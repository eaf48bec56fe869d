use std::sync::Arc;

use async_trait::async_trait;
use chrono::Duration;
use sqlx::{Pool, Postgres};
use tracing::{debug, info, warn};
use uuid::Uuid;

use crate::clock::Clock;
use crate::db::models::ScrapeRunRow;
use crate::domain::{RunOutcome, ScrapeRun};
use crate::registry::{RegistryError, RunRegistry, StartOutcome};

const RUN_COLUMNS: &str =
    "company_key, run_id, status, source_url, started_at, finished_at, error, inserted, skipped";

/// Postgres-backed run registry
///
/// `start` is a single upsert whose `WHERE` clause only lets it overwrite a
/// run that is not active or has outlived the max age, so two concurrent
/// starts for one company cannot both win.
pub struct ScrapeRunRepository {
    pool: Pool<Postgres>,
    clock: Arc<dyn Clock>,
    max_age: Duration,
}

impl ScrapeRunRepository {
    pub fn new(pool: Pool<Postgres>, clock: Arc<dyn Clock>, max_age: Duration) -> Self {
        Self {
            pool,
            clock,
            max_age,
        }
    }

    async fn fetch(&self, company_key: &str) -> Result<Option<ScrapeRun>, RegistryError> {
        let row = sqlx::query_as::<_, ScrapeRunRow>(&format!(
            "SELECT {} FROM scrape_runs WHERE company_key = $1",
            RUN_COLUMNS
        ))
        .bind(company_key)
        .fetch_optional(&self.pool)
        .await?;

        row.map(ScrapeRun::try_from).transpose()
    }
}

#[async_trait]
impl RunRegistry for ScrapeRunRepository {
    async fn start(
        &self,
        company_key: &str,
        source_url: &str,
    ) -> Result<StartOutcome, RegistryError> {
        let now = self.clock.now();
        let candidate = ScrapeRun::activate(company_key, source_url, now);
        let cutoff = now - self.max_age;

        debug!(company = %company_key, "Attempting to mark run active");

        let row = sqlx::query_as::<_, ScrapeRunRow>(&format!(
            r#"
            INSERT INTO scrape_runs ({cols})
            VALUES ($1, $2, 'active', $3, $4, NULL, NULL, 0, 0)
            ON CONFLICT (company_key) DO UPDATE
            SET run_id = EXCLUDED.run_id,
                status = 'active',
                source_url = EXCLUDED.source_url,
                started_at = EXCLUDED.started_at,
                finished_at = NULL,
                error = NULL,
                inserted = 0,
                skipped = 0
            WHERE scrape_runs.status <> 'active'
               OR scrape_runs.started_at IS NULL
               OR scrape_runs.started_at <= $5
            RETURNING {cols}
            "#,
            cols = RUN_COLUMNS
        ))
        .bind(company_key)
        .bind(candidate.run_id)
        .bind(source_url)
        .bind(now)
        .bind(cutoff)
        .fetch_optional(&self.pool)
        .await?;

        match row {
            Some(row) => {
                let run = ScrapeRun::try_from(row)?;
                info!(company = %company_key, run_id = ?run.run_id, "Run marked active");
                Ok(StartOutcome::Started(run))
            }
            None => {
                let existing = self
                    .fetch(company_key)
                    .await?
                    .unwrap_or_else(|| ScrapeRun::idle(company_key));
                debug!(company = %company_key, "Start rejected: run already active");
                Ok(StartOutcome::AlreadyActive(existing))
            }
        }
    }

    async fn status(&self, company_key: &str) -> Result<ScrapeRun, RegistryError> {
        let now = self.clock.now();
        Ok(self
            .fetch(company_key)
            .await?
            .map(|run| run.effective(now, self.max_age))
            .unwrap_or_else(|| ScrapeRun::idle(company_key)))
    }

    async fn complete(
        &self,
        company_key: &str,
        run_id: Uuid,
        outcome: RunOutcome,
    ) -> Result<bool, RegistryError> {
        let mut finished = ScrapeRun::idle(company_key);
        finished.finish(outcome, self.clock.now());

        let result = sqlx::query(
            r#"
            UPDATE scrape_runs
            SET status = $3, finished_at = $4, error = $5, inserted = $6, skipped = $7
            WHERE company_key = $1 AND run_id = $2
            "#,
        )
        .bind(company_key)
        .bind(run_id)
        .bind(finished.status.as_str())
        .bind(finished.finished_at)
        .bind(finished.error.as_deref())
        .bind(finished.inserted as i64)
        .bind(finished.skipped as i64)
        .execute(&self.pool)
        .await?;

        let applied = result.rows_affected() > 0;
        if applied {
            info!(company = %company_key, %run_id, status = %finished.status, "Run finished");
        } else {
            warn!(company = %company_key, %run_id, "Ignoring completion for superseded run");
        }
        Ok(applied)
    }

    async fn clear(&self, company_key: &str) -> Result<(), RegistryError> {
        sqlx::query("DELETE FROM scrape_runs WHERE company_key = $1")
            .bind(company_key)
            .execute(&self.pool)
            .await?;
        info!(company = %company_key, "Run cleared");
        Ok(())
    }
}
use sqlx::{Pool, Postgres};
use tracing::info;

/// Run all pending database migrations
///
/// Embeds the SQL files from the migrations directory and applies them.
/// Safe to run repeatedly; sqlx tracks which migrations were applied.
pub async fn run_migrations(pool: &Pool<Postgres>) -> Result<(), sqlx::migrate::MigrateError> {
    info!("Running database migrations...");

    sqlx::migrate!("./migrations").run(pool).await?;

    info!("Database migrations completed successfully");
    Ok(())
}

..........

### WORK TO BE COMPLETED
Check each line of the listing above for the string "EXCLUDED", and report how many lines contain it, as a number alone.

### REPLY TO THE EXERCISE
3